Here above I have included a link to the Google Books sample of this book chapter. The full citat... more Here above I have included a link to the Google Books sample of this book chapter. The full citation is:

Kevin van Bladel, “Zoroaster’s Many Languages,” in Shawkat Toorawa and Joseph Lowry (eds.), Arabic Humanities, Islamic Thought: a Festschrift for Everett K. Rowson, Leiden: Brill, 2017, 190-210.

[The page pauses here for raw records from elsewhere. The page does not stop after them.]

//! # HTTP Transport
//!
//! reqwest client for remote hubs. Each `connect` builds a fresh client,
//! so a re-dial after a deadline error starts from a new connection pool.

use crate::adapters::http_server::INVOKE_PATH;
use crate::domain::errors::{HubError, HubStatus};
use crate::ports::outbound::{HubConnection, HubConnector};
use async_trait::async_trait;
use shared_types::{ChainId, ChainRegistry, HubRequest, HubResponse};
use std::sync::Arc;
use std::time::Duration;

/// Dials the hub endpoint registered for a remote chain.
pub struct HttpConnector {
    registry: Arc<ChainRegistry>,
    timeout: Duration,
}

impl HttpConnector {
    pub fn new(registry: Arc<ChainRegistry>, timeout: Duration) -> Self {
        Self { registry, timeout }
    }

    /// Connection to an explicit hub endpoint.
    pub fn dial(&self, endpoint: &str) -> Result<HttpConnection, HubError> {
        let client = reqwest::Client::builder()
            .timeout(self.timeout)
            .build()
            .map_err(|e| HubError::internal(format!("build http client: {e}")))?;
        Ok(HttpConnection {
            client,
            url: format!("{}{}", endpoint.trim_end_matches('/'), INVOKE_PATH),
        })
    }
}

#[async_trait]
impl HubConnector for HttpConnector {
    async fn connect(&self, target: &ChainId) -> Result<Box<dyn HubConnection>, HubError> {
        let remote = self
            .registry
            .remote(target)
            .ok_or_else(|| HubError::not_found(format!("no hub endpoint for chain {target}")))?;
        Ok(Box::new(self.dial(&remote.endpoint)?))
    }
}

pub struct HttpConnection {
    client: reqwest::Client,
    url: String,
}

impl HttpConnection {
    pub fn url(&self) -> &str {
        &self.url
    }
}

#[async_trait]
impl HubConnection for HttpConnection {
    async fn invoke(&self, request: HubRequest) -> Result<HubResponse, HubError> {
        let response = self
            .client
            .post(&self.url)
            .json(&request)
            .send()
            .await
            .map_err(transport_error)?;

        let status = response.status();
        if status.is_success() {
            return response
                .json::<HubResponse>()
                .await
                .map_err(|e| HubError::internal(format!("decode hub response: {e}")));
        }

        let body = response.text().await.map_err(transport_error)?;
        Err(serde_json::from_str::<HubError>(&body)
            .unwrap_or_else(|_| HubError::new(status_from_http(status.as_u16()), body)))
    }
}

fn transport_error(err: reqwest::Error) -> HubError {
    if err.is_timeout() {
        HubError::deadline_exceeded(err.to_string())
    } else {
        HubError::unavailable(err.to_string())
    }
}

fn status_from_http(code: u16) -> HubStatus {
    match code {
        400 | 422 => HubStatus::InvalidArgument,
        401 | 403 => HubStatus::Unauthenticated,
        404 => HubStatus::NotFound,
        502 | 503 => HubStatus::Unavailable,
        504 => HubStatus::DeadlineExceeded,
        _ => HubStatus::Internal,
    }
}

This essay, dedicated to Everett K. Rowson, studies eighth-, ninth-, and tenth-century Arabic, Syriac, and Zoroastrian Middle Persian accounts of the language or languages imagined to be in the Avesta. These accounts insist, with varying purposes, that the Avesta was composed in a miraculous language beyond human comprehension, or in every human language at once, or in seven or twelve different languages. Authors cited for their views include al-Bīrūnī, Ibn al-Nadīm, al-Masʿūdī, Qusṭā ibn Lūqā (whose source I identify as Ādurbād ī Ēmēdān, whom he cites by name), Ādurfarnbag, Ibn Bahlūl, Išoʿdād of Marw, Išoʿ bar ʿAlī, and Theodore bar Konay. I discuss briefly a few obscure references to little-known eastern Iranian languages occurring in the Syriac sources as allegedly part of the Avesta. EDIT: The language named gwrzny' in the Syriac source discussed here is probably Georgian. Therefore the brief speculation I entertain in this article (pp. 205-206) about its identification, following Bénveniste, may be fruitless.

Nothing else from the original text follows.